Ukraine typically ships millions of tonnes of grain by ocean direct from its Black Sea ports to countries including Egypt, Indonesia and Bangladesh. The war effectively closed that route, as major shipping companies concluded it was too dangerous to operate in the Black Sea. Now, it is hoped, at least some of those shipments can resume.
“Our data for the last few weeks shows that logistics operators were already adapting to the situation in Ukraine,” says Salles. “Ukrainian shippers have been shifting to road and rail to move grain to sea ports outside the country, notably in Poland or via the Balkans to Adriatic ports such as Trieste and Rijeka.”
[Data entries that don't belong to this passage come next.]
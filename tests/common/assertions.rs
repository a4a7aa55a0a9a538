//! 自定义断言辅助模块

use polystore::core::error::FailureKind;
use polystore::core::types::QueryResult;

/// 断言结果失败并匹配错误消息
pub fn assert_err_with<T: std::fmt::Debug, E: std::fmt::Display>(result: Result<T, E>, expected_msg: &str) {
    let err = result.expect_err("操作应该失败");
    let err_str = err.to_string();
    assert!(
        err_str.contains(expected_msg),
        "错误消息应包含 '{}', 实际是 '{}'",
        expected_msg,
        err_str
    );
}

/// 断言集合包含指定数量的元素
pub fn assert_count<T>(collection: &[T], expected: usize, item_name: &str) {
    assert_eq!(
        collection.len(),
        expected,
        "{}数量不匹配: 期望 {}, 实际 {}",
        item_name,
        expected,
        collection.len()
    );
}

/// 断言查询以指定分类失败，且错误文本带分类前缀
pub fn assert_query_failed(result: &QueryResult, kind: FailureKind) {
    assert!(!result.success, "查询应该失败: {:?}", result);
    assert!(result.rows.is_empty());
    assert_eq!(result.row_count, 0);
    assert_eq!(result.error_kind, Some(kind));
    let error = result.error.as_deref().unwrap_or_default();
    assert!(
        error.starts_with(&format!("{}: ", kind.as_str())),
        "错误文本应以 '{}: ' 开头, 实际是 '{}'",
        kind.as_str(),
        error
    );
}

/// 断言每一行的字段数与列描述一致
pub fn assert_rows_match_columns(result: &QueryResult) {
    for row in &result.rows {
        assert_eq!(row.len(), result.columns.len(), "行结构与列描述不一致: {:?}", row);
    }
}
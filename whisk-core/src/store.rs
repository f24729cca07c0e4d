//! Draft editing session.

use crate::draft::{RecipeDraft, RecipeImage};
use crate::error::{DraftError, PayloadError};
use crate::ingredients::Ingredient;
use crate::instructions::StepEditor;
use crate::payload::DraftPayload;

/// Owns the working draft for one editing session.
///
/// Every edit goes through here: scalar fields, the three lists, and the
/// single-slot instruction editor. `reset` returns to the draft the session
/// started from.
#[derive(Debug, Clone, Default)]
pub struct DraftStore {
    base: RecipeDraft,
    draft: RecipeDraft,
    editor: StepEditor,
}

impl DraftStore {
    /// Start a session on a blank draft.
    pub fn new() -> Self {
        Self::default()
    }

    /// Begin a session: edit `base` if given, otherwise start blank.
    ///
    /// Replaces whatever the store held, including any open step edit.
    pub fn initialize(&mut self, base: Option<RecipeDraft>) {
        let base = base.unwrap_or_default();
        tracing::debug!("Draft session initialized (editing: {})", base.id().is_some());
        self.draft = base.clone();
        self.base = base;
        self.editor.cancel();
    }

    /// The working draft.
    pub fn draft(&self) -> &RecipeDraft {
        &self.draft
    }

    /// Throw away all edits and return to the session's starting draft.
    pub fn reset(&mut self) {
        tracing::debug!("Draft session reset");
        self.draft = self.base.clone();
        self.editor.cancel();
    }

    pub fn set_name(&mut self, name: &str) {
        self.draft.set_name(name);
    }

    pub fn set_description(&mut self, description: &str) {
        self.draft.set_description(description);
    }

    pub fn set_owner(&mut self, owner: &str) {
        self.draft.set_owner(owner);
    }

    /// Set preparation minutes; the total updates in the same call.
    pub fn set_prep_time(&mut self, minutes: u32) {
        self.draft.set_prep_time(minutes);
    }

    /// Set cooking minutes; the total updates in the same call.
    pub fn set_cook_time(&mut self, minutes: u32) {
        self.draft.set_cook_time(minutes);
    }

    pub fn set_total_time(&mut self, minutes: u32) {
        self.draft.set_total_time(minutes);
    }

    pub fn set_servings(&mut self, servings: u32) {
        self.draft.set_servings(servings);
    }

    pub fn set_image(&mut self, image: RecipeImage) {
        self.draft.set_image(image);
    }

    pub fn clear_image(&mut self) {
        self.draft.clear_image();
    }

    /// Add an ingredient; fails if its name is already present in any casing.
    pub fn add_ingredient(&mut self, ingredient: Ingredient) -> Result<(), DraftError> {
        self.draft.ingredients_mut().add(ingredient)
    }

    /// Remove the ingredient with exactly this name, if present.
    pub fn remove_ingredient(&mut self, name: &str) {
        self.draft.ingredients_mut().remove(name);
    }

    /// Append an instruction step. Blank text is ignored.
    pub fn add_instruction(&mut self, text: &str) {
        self.draft.instructions_mut().add(text);
    }

    /// Replace the text of an existing step.
    pub fn edit_instruction(&mut self, step: u32, text: &str) -> Result<(), DraftError> {
        self.draft.instructions_mut().edit(step, text)
    }

    /// Delete the last instruction step. Anything else is rejected.
    pub fn delete_instruction(&mut self, step: u32) -> Result<(), DraftError> {
        self.draft.instructions_mut().delete(step)
    }

    /// Open a step in the single-slot editor.
    pub fn begin_edit(&mut self, step: u32) -> Result<(), DraftError> {
        self.editor.begin(self.draft.instructions(), step)
    }

    /// Update the open edit's working text. Ignored when no edit is open.
    pub fn set_pending_text(&mut self, text: &str) {
        self.editor.set_pending_text(text);
    }

    /// Commit the open edit back to its step. A no-op when nothing is open.
    pub fn save_edit(&mut self) -> Result<(), DraftError> {
        self.editor.save(self.draft.instructions_mut())
    }

    /// Abandon the open edit, if any.
    pub fn cancel_edit(&mut self) {
        self.editor.cancel();
    }

    pub fn editing_step(&self) -> Option<u32> {
        self.editor.editing_step()
    }

    pub fn pending_text(&self) -> Option<&str> {
        self.editor.pending_text()
    }

    /// Add a tag. Empty or already-present tags are ignored.
    pub fn add_tag(&mut self, tag: &str) {
        self.draft.tags_mut().add(tag);
    }

    /// Remove every occurrence of a tag.
    pub fn remove_tag(&mut self, tag: &str) {
        self.draft.tags_mut().remove(tag);
    }

    /// Serialize the working draft for submission.
    pub fn serialize(&self) -> Result<DraftPayload, PayloadError> {
        DraftPayload::from_draft(&self.draft)
    }
}

#[cfg(test)]
mod tests {
    use super::*;

    #[test]
    fn test_new_store_starts_blank() {
        let store = DraftStore::new();
        assert_eq!(store.draft().name(), "");
        assert_eq!(store.editing_step(), None);
    }

    #[test]
    fn test_initialize_with_base_seeds_draft() {
        let mut base = RecipeDraft::new();
        base.set_name("Chili");
        let mut store = DraftStore::new();
        store.initialize(Some(base));
        assert_eq!(store.draft().name(), "Chili");
    }

    #[test]
    fn test_initialize_without_base_clears_draft() {
        let mut store = DraftStore::new();
        store.set_name("Scratch");
        store.initialize(None);
        assert_eq!(store.draft().name(), "");
    }

    #[test]
    fn test_reset_restores_base_draft() {
        let mut base = RecipeDraft::new();
        base.set_name("Chili");
        base.set_prep_time(15);
        let mut store = DraftStore::new();
        store.initialize(Some(base));

        store.set_name("Chili con carne");
        store.set_prep_time(45);
        store.add_tag("spicy");
        store.reset();

        assert_eq!(store.draft().name(), "Chili");
        assert_eq!(store.draft().prep_time(), 15);
        assert!(store.draft().tags().is_empty());
    }

    #[test]
    fn test_reset_in_create_mode_restores_blank() {
        let mut store = DraftStore::new();
        store.set_name("Scratch");
        store.add_instruction("Mix");
        store.reset();
        assert_eq!(store.draft().name(), "");
        assert!(store.draft().instructions().is_empty());
    }

    #[test]
    fn test_reset_abandons_open_edit() {
        let mut store = DraftStore::new();
        store.add_instruction("Mix");
        store.begin_edit(1).unwrap();
        store.reset();
        assert_eq!(store.editing_step(), None);
    }

    #[test]
    fn test_time_fields_stay_consistent() {
        let mut store = DraftStore::new();
        store.set_prep_time(10);
        store.set_cook_time(20);
        assert_eq!(store.draft().total_time(), 30);
        store.set_cook_time(25);
        assert_eq!(store.draft().total_time(), 35);
    }

    #[test]
    fn test_edit_session_through_store() {
        let mut store = DraftStore::new();
        store.add_instruction("Mix");
        store.begin_edit(1).unwrap();
        assert_eq!(store.pending_text(), Some("Mix"));
        store.set_pending_text("Mix thoroughly");
        store.save_edit().unwrap();
        assert_eq!(store.draft().instructions().get(1), Some("Mix thoroughly"));
        assert_eq!(store.editing_step(), None);
    }

    #[test]
    fn test_ingredient_and_tag_delegation() {
        let mut store = DraftStore::new();
        store
            .add_ingredient(Ingredient {
                name: "salt".to_string(),
                amount: 1.0,
                unit: crate::ingredients::Unit::Teaspoon,
            })
            .unwrap();
        store.add_tag("dinner");
        store.add_tag("dinner");
        store.remove_ingredient("salt");
        assert!(store.draft().ingredients().is_empty());
        assert_eq!(store.draft().tags().len(), 1);
    }
}
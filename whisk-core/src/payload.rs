//! Transport form of a draft, shaped for a multipart submission.

use serde::Serialize;

use crate::draft::RecipeDraft;
use crate::error::PayloadError;

/// One named text field of a submission.
#[derive(Debug, Clone, PartialEq)]
pub struct PayloadField {
    pub name: &'static str,
    pub value: String,
}

/// The binary image part of a submission.
#[derive(Debug, Clone, PartialEq)]
pub struct ImagePart {
    pub content_type: String,
    pub bytes: Vec<u8>,
}

/// Submission payload: ordered text fields plus at most one binary image
/// part. The draft id, when present, is never included.
#[derive(Debug, Clone, PartialEq)]
pub struct DraftPayload {
    pub fields: Vec<PayloadField>,
    pub image: Option<ImagePart>,
}

impl DraftPayload {
    /// Build the submission payload for a draft.
    ///
    /// The three collections are JSON-encoded into their own text fields,
    /// scalars are written in decimal, and an attached image rides along as
    /// the one binary part, never re-encoded.
    pub fn from_draft(draft: &RecipeDraft) -> Result<Self, PayloadError> {
        let fields = vec![
            text_field("name", draft.name().to_string()),
            text_field("description", draft.description().to_string()),
            text_field("ingredients", encode("ingredients", draft.ingredients())?),
            text_field("instructions", encode("instructions", draft.instructions())?),
            text_field("prepTime", draft.prep_time().to_string()),
            text_field("cookTime", draft.cook_time().to_string()),
            text_field("totalTime", draft.total_time().to_string()),
            text_field("servings", draft.servings().to_string()),
            text_field("owner", draft.owner().to_string()),
            text_field("tags", encode("tags", draft.tags())?),
        ];
        let image = draft.image().map(|image| ImagePart {
            content_type: image.content_type.clone(),
            bytes: image.data.clone(),
        });
        Ok(Self { fields, image })
    }

    /// Value of a named text field, if present.
    pub fn field(&self, name: &str) -> Option<&str> {
        self.fields
            .iter()
            .find(|field| field.name == name)
            .map(|field| field.value.as_str())
    }
}

fn text_field(name: &'static str, value: String) -> PayloadField {
    PayloadField { name, value }
}

/// JSON-encode one collection field.
fn encode<T: Serialize>(field: &'static str, value: &T) -> Result<String, PayloadError> {
    serde_json::to_string(value).map_err(|source| PayloadError::Encoding { field, source })
}
//! Tag list handling.

use serde::{Deserialize, Serialize};

use crate::error::DraftError;

/// Recipe tags: unique, kept in insertion order.
#[derive(Debug, Clone, Default, PartialEq, Eq, Serialize, Deserialize)]
#[serde(try_from = "Vec<String>", into = "Vec<String>")]
pub struct TagList(Vec<String>);

impl TagList {
    pub fn new() -> Self {
        Self::default()
    }

    /// Append a tag. Empty tags and tags already present are ignored.
    pub fn add(&mut self, tag: &str) {
        if tag.is_empty() || self.contains(tag) {
            return;
        }
        self.0.push(tag.to_string());
    }

    /// Remove every occurrence of this tag.
    pub fn remove(&mut self, tag: &str) {
        self.0.retain(|t| t != tag);
    }

    pub fn contains(&self, tag: &str) -> bool {
        self.0.iter().any(|t| t == tag)
    }

    pub fn iter(&self) -> impl Iterator<Item = &str> {
        self.0.iter().map(String::as_str)
    }

    pub fn len(&self) -> usize {
        self.0.len()
    }

    pub fn is_empty(&self) -> bool {
        self.0.is_empty()
    }
}

impl TryFrom<Vec<String>> for TagList {
    type Error = DraftError;

    fn try_from(tags: Vec<String>) -> Result<Self, Self::Error> {
        let mut list = TagList::new();
        for tag in tags {
            if tag.is_empty() {
                return Err(DraftError::EmptyTag);
            }
            if list.contains(&tag) {
                return Err(DraftError::DuplicateTag(tag));
            }
            list.0.push(tag);
        }
        Ok(list)
    }
}

impl From<TagList> for Vec<String> {
    fn from(list: TagList) -> Self {
        list.0
    }
}
pub mod color;
pub mod contrast;
pub mod draft;
pub mod error;
pub mod ingredients;
pub mod instructions;
pub mod payload;
pub mod store;
pub mod tags;

pub use color::{tag_color, DEFAULT_TAG_COLOR};
pub use contrast::{readable_text_color, TEXT_BLACK, TEXT_WHITE};
pub use draft::{RecipeDraft, RecipeImage};
pub use error::{ColorError, DraftError, PayloadError};
pub use ingredients::{Ingredient, IngredientList, Unit};
pub use instructions::{EditState, InstructionList, StepEditor};
pub use payload::{DraftPayload, ImagePart, PayloadField};
pub use store::DraftStore;
pub use tags::TagList;
//! Custom error types for Smartling API operations

use thiserror::Error;

use crate::core::response::ResponseCode;

/// API client errors
#[derive(Error, Debug)]
pub enum ApiError {
    /// A required parameter was missing or invalid, detected before dispatch
    #[error("Invalid parameter: {name}")]
    InvalidParameter {
        name: String,
    },

    /// Authorization was requested but no access token is set
    #[error("Missing credential: access token is not set")]
    MissingCredential,

    /// No interpretable response was received
    #[error("Transport error: {0}")]
    Transport(#[from] reqwest::Error),

    /// A response arrived but its envelope or payload shape was invalid
    #[error("Malformed response: {message}")]
    MalformedResponse {
        message: String,
    },

    /// The server rejected the credentials (HTTP 401/403)
    #[error("Authentication failed: {}", .messages.join("; "))]
    Authentication {
        messages: Vec<String>,
    },

    /// The account's operations limit was exceeded
    #[error("Operations limit exceeded: {}", .messages.join("; "))]
    OperationsLimitExceeded {
        messages: Vec<String>,
    },

    /// HTTP 200 with a non-success envelope code
    #[error("API reported {code}: {}", .messages.join("; "))]
    ApiResponse {
        code: ResponseCode,
        messages: Vec<String>,
    },

    /// Any other non-success HTTP status
    #[error("HTTP {status}: {}", .messages.join("; "))]
    Http {
        status: u16,
        raw_body: String,
        messages: Vec<String>,
    },
}

impl ApiError {
    /// Server-provided diagnostic messages carried by this error, if any
    pub fn messages(&self) -> &[String] {
        match self {
            ApiError::Authentication { messages }
            | ApiError::OperationsLimitExceeded { messages }
            | ApiError::ApiResponse { messages, .. }
            | ApiError::Http { messages, .. } => messages,
            _ => &[],
        }
    }
}

/// Result type for API operations
pub type Result<T> = std::result::Result<T, ApiError>;
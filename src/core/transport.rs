//! Thin adapter over the HTTP transport

use std::time::Duration;

use reqwest::header::CONTENT_TYPE;
use reqwest::multipart::{Form, Part};
use tracing::debug;

use crate::core::auth::TokenContext;
use crate::core::config::ConnectionConfig;
use crate::core::errors::Result;
use crate::core::params::{RequestBody, RequestSpec};

/// Raw response handed to the decoding pipeline
#[derive(Debug, Clone)]
pub(crate) struct RawResponse {
    pub status: reqwest::StatusCode,
    pub body: Vec<u8>,
    pub content_type: Option<String>,
}

/// Executes built requests over the shared HTTP client
///
/// No retries happen at this layer; retry policy belongs to the caller.
#[derive(Debug, Clone)]
pub(crate) struct Dispatcher {
    http: reqwest::Client,
}

impl Dispatcher {
    pub fn new(config: &ConnectionConfig) -> Result<Self> {
        let mut builder = reqwest::Client::builder()
            .timeout(Duration::from_millis(config.timeout_ms))
            .pool_idle_timeout(Some(Duration::from_secs(30)))
            .pool_max_idle_per_host(10);

        if let Some(proxy) = &config.proxy {
            let mut http_proxy = reqwest::Proxy::all(proxy.url())?;
            if let (Some(username), Some(password)) = (&proxy.username, &proxy.password) {
                http_proxy = http_proxy.basic_auth(username, password);
            }
            builder = builder.proxy(http_proxy);
        }

        Ok(Self {
            http: builder.build()?,
        })
    }

    /// Execute one request and collect the full response
    pub async fn execute(
        &self,
        spec: RequestSpec,
        token: Option<&TokenContext>,
    ) -> Result<RawResponse> {
        debug!("{} {}", spec.method, spec.url);

        let mut request = self.http.request(spec.method, spec.url);

        if let Some(token) = token {
            request = token.apply_to(request)?;
        }

        request = match spec.body {
            RequestBody::None => request,
            RequestBody::Json(value) => request.json(&value),
            RequestBody::FileUpload(upload) => {
                let part = Part::bytes(upload.content)
                    .file_name(upload.file_name)
                    .mime_str(upload.charset.mime())?;

                let mut form = Form::new();
                for (name, value) in upload.fields.iter() {
                    form = form.text(name.to_string(), value.to_string());
                }

                request.multipart(form.part("file", part))
            }
        };

        let response = request.send().await?;
        let status = response.status();
        let content_type = response
            .headers()
            .get(CONTENT_TYPE)
            .and_then(|value| value.to_str().ok())
            .map(|value| value.to_string());

        // Drain the body unconditionally so the connection is released on
        // every exit path.
        let body = response.bytes().await?.to_vec();

        Ok(RawResponse {
            status,
            body,
            content_type,
        })
    }
}
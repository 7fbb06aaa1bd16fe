//! Files API client facade

use std::sync::Arc;

use chrono::Utc;
use serde::de::DeserializeOwned;
use tracing::{debug, warn};

use crate::core::auth::{AuthenticationData, TokenContext};
use crate::core::config::ConnectionConfig;
use crate::core::errors::Result;
use crate::core::params::{
    self, FileImportParams, FileListParams, FileUploadParams, GetFileParams, LastModifiedParams,
    RequestSpec,
};
use crate::core::response::{
    self, AuthorizedLocales, EmptyData, FileImportData, FileLastModified, FileList,
    FileLocaleStatus, FileStatus, UploadData,
};
use crate::core::transport::Dispatcher;

/// Client for the Smartling Files and Authentication APIs
///
/// One method per operation. Each call validates its parameters, attaches
/// the caller's token snapshot, dispatches, classifies the response, and
/// decodes the payload. The client holds no token state of its own: callers
/// check [`TokenContext::is_access_token_valid`] and re-authenticate when
/// needed, swapping in the fresh context atomically.
#[derive(Debug, Clone)]
pub struct FilesApiClient {
    config: Arc<ConnectionConfig>,
    dispatcher: Dispatcher,
}

impl FilesApiClient {
    /// Create a new client
    pub fn new(config: ConnectionConfig) -> Result<Self> {
        config.validate()?;

        let dispatcher = Dispatcher::new(&config)?;

        Ok(Self {
            config: Arc::new(config),
            dispatcher,
        })
    }

    fn files_root(&self) -> String {
        self.config.files_api_root()
    }

    /// Dispatch, classify, and decode one enveloped call
    async fn call<T: DeserializeOwned>(
        &self,
        spec: RequestSpec,
        token: Option<&TokenContext>,
    ) -> Result<T> {
        let raw = self.dispatcher.execute(spec, token).await?;

        match response::classify(raw.status, &raw.body) {
            Ok(envelope) => response::decode_data(envelope),
            Err(e) => {
                warn!("API call failed: {}", e);
                Err(e)
            }
        }
    }

    /// Dispatch a download; success bodies are raw text, error bodies are
    /// enveloped
    async fn download(&self, spec: RequestSpec, token: &TokenContext) -> Result<String> {
        let raw = self.dispatcher.execute(spec, Some(token)).await?;

        if !raw.status.is_success() {
            response::classify(raw.status, &raw.body)?;
        }

        response::decode_text(&raw.body, raw.content_type.as_deref())
    }

    /// Exchange user credentials for a fresh token context
    pub async fn authenticate(
        &self,
        user_identifier: &str,
        user_secret: &str,
    ) -> Result<TokenContext> {
        let spec = params::authenticate(&self.config.auth_api_root(), user_identifier, user_secret)?;
        let data: AuthenticationData = self.call(spec, None).await?;

        debug!("authenticated, access token valid for {}s", data.expires_in);
        Ok(TokenContext::from_data(data, Utc::now().timestamp_millis()))
    }

    /// Trade a refresh token for a replacement token context
    pub async fn refresh_authentication(&self, refresh_token: &str) -> Result<TokenContext> {
        let spec = params::refresh_authentication(&self.config.auth_api_root(), refresh_token)?;
        let data: AuthenticationData = self.call(spec, None).await?;

        Ok(TokenContext::from_data(data, Utc::now().timestamp_millis()))
    }

    /// Upload a file for translation
    ///
    /// `content` is the file body as bytes; opening and closing any source
    /// file is the caller's responsibility. `encoding` is the text-encoding
    /// label forwarded to the server.
    pub async fn upload_file(
        &self,
        token: &TokenContext,
        content: Vec<u8>,
        encoding: &str,
        upload_params: &FileUploadParams,
    ) -> Result<UploadData> {
        let spec = upload_params.build(&self.files_root(), content, encoding)?;
        self.call(spec, Some(token)).await
    }

    /// Download the translated rendition of a file for one locale
    pub async fn get_file(
        &self,
        token: &TokenContext,
        locale: &str,
        file_params: &GetFileParams,
    ) -> Result<String> {
        let spec = file_params.build(&self.files_root(), locale)?;
        self.download(spec, token).await
    }

    /// Download the original uploaded file
    pub async fn get_original_file(
        &self,
        token: &TokenContext,
        file_params: &GetFileParams,
    ) -> Result<String> {
        let spec = file_params.build_original(&self.files_root())?;
        self.download(spec, token).await
    }

    /// List files known to the project
    pub async fn list_files(
        &self,
        token: &TokenContext,
        list_params: &FileListParams,
    ) -> Result<FileList> {
        let spec = list_params.build(&self.files_root())?;
        self.call(spec, Some(token)).await
    }

    /// Translation status of a file across all locales
    pub async fn get_file_status(
        &self,
        token: &TokenContext,
        file_uri: &str,
    ) -> Result<FileStatus> {
        let spec = params::file_status(&self.files_root(), file_uri)?;
        self.call(spec, Some(token)).await
    }

    /// Translation status of a file for a single locale
    pub async fn get_file_locale_status(
        &self,
        token: &TokenContext,
        locale: &str,
        file_uri: &str,
    ) -> Result<FileLocaleStatus> {
        let spec = params::file_locale_status(&self.files_root(), locale, file_uri)?;
        self.call(spec, Some(token)).await
    }

    /// Delete a file from the project
    pub async fn delete_file(&self, token: &TokenContext, file_uri: &str) -> Result<EmptyData> {
        let spec = params::delete_file(&self.files_root(), file_uri)?;
        self.call(spec, Some(token)).await
    }

    /// Rename a file
    pub async fn rename_file(
        &self,
        token: &TokenContext,
        file_uri: &str,
        new_file_uri: &str,
    ) -> Result<EmptyData> {
        let spec = params::rename_file(&self.files_root(), file_uri, new_file_uri)?;
        self.call(spec, Some(token)).await
    }

    /// Per-locale last-modified timestamps of a file
    pub async fn get_last_modified(
        &self,
        token: &TokenContext,
        modified_params: &LastModifiedParams,
    ) -> Result<FileLastModified> {
        let spec = modified_params.build(&self.files_root())?;
        self.call(spec, Some(token)).await
    }

    /// Import previously translated content for one locale
    pub async fn import_translations(
        &self,
        token: &TokenContext,
        locale: &str,
        content: Vec<u8>,
        encoding: &str,
        import_params: &FileImportParams,
    ) -> Result<FileImportData> {
        let spec = import_params.build(&self.files_root(), locale, content, encoding)?;
        self.call(spec, Some(token)).await
    }

    /// Locales a file is currently authorized for
    pub async fn get_authorized_locales(
        &self,
        token: &TokenContext,
        file_uri: &str,
    ) -> Result<AuthorizedLocales> {
        let spec = params::authorized_locales(&self.files_root(), file_uri)?;
        self.call(spec, Some(token)).await
    }

    /// Authorize a file for the given locales
    pub async fn authorize_locales(
        &self,
        token: &TokenContext,
        file_uri: &str,
        locale_ids: &[String],
    ) -> Result<EmptyData> {
        let spec = params::authorize_locales(&self.files_root(), file_uri, locale_ids)?;
        self.call(spec, Some(token)).await
    }

    /// Remove locale authorization from a file
    pub async fn unauthorize_locales(
        &self,
        token: &TokenContext,
        file_uri: &str,
        locale_ids: &[String],
    ) -> Result<EmptyData> {
        let spec = params::unauthorize_locales(&self.files_root(), file_uri, locale_ids)?;
        self.call(spec, Some(token)).await
    }
}

#[cfg(test)]
mod tests {
    use super::*;
    use crate::core::errors::ApiError;

    #[tokio::test]
    async fn test_client_creation() {
        let config = ConnectionConfig::new("https://api.smartling.com", "testProject");
        let client = FilesApiClient::new(config);
        assert!(client.is_ok());
    }

    #[tokio::test]
    async fn test_client_rejects_empty_project() {
        let config = ConnectionConfig::new("https://api.smartling.com", "");
        assert!(matches!(
            FilesApiClient::new(config),
            Err(ApiError::InvalidParameter { name }) if name == "project_id"
        ));
    }
}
Shipments of all types to countries bordering Russia and Ukraine remain strong compared to the rest of Europe, where the 14-day average shipment volume is up 20% compared to 21 February, when the invasion began. At the same time, less than truckload (LTL) delays to Eastern Europe have decreased over the past few weeks, with delayed LTL shipments now only 15% higher than when the conflict began. This is down 48% month-on-month compared to mid-June, when LTL delays were as much as 33% higher than when the conflict began.
Prior to the UN deal, hundreds of thousands of tonnes of grain were destined to travel by longer land routes, which raised questions about whether there would be sufficient capacity to provide the thousands of additional truck journeys that would be needed.
“Ukrainian carriers are going full throttle to export grain and revive the country’s economic growth,” comments Maciej Mackowiak, FourKites’ Director, Carrier Marketing, Europe, who is based in Poland. “We are already seeing a lot of congestion on the Polish/Ukraine border because, since mid-July, the European Union has allowed Ukrainian road transport companies to make shipments without permits.”
Overall, moving goods into or out of Ukraine remains difficult. Shipment volumes to Ukraine have recovered slightly from their nadir in March, but are still 65% down on pre-war levels.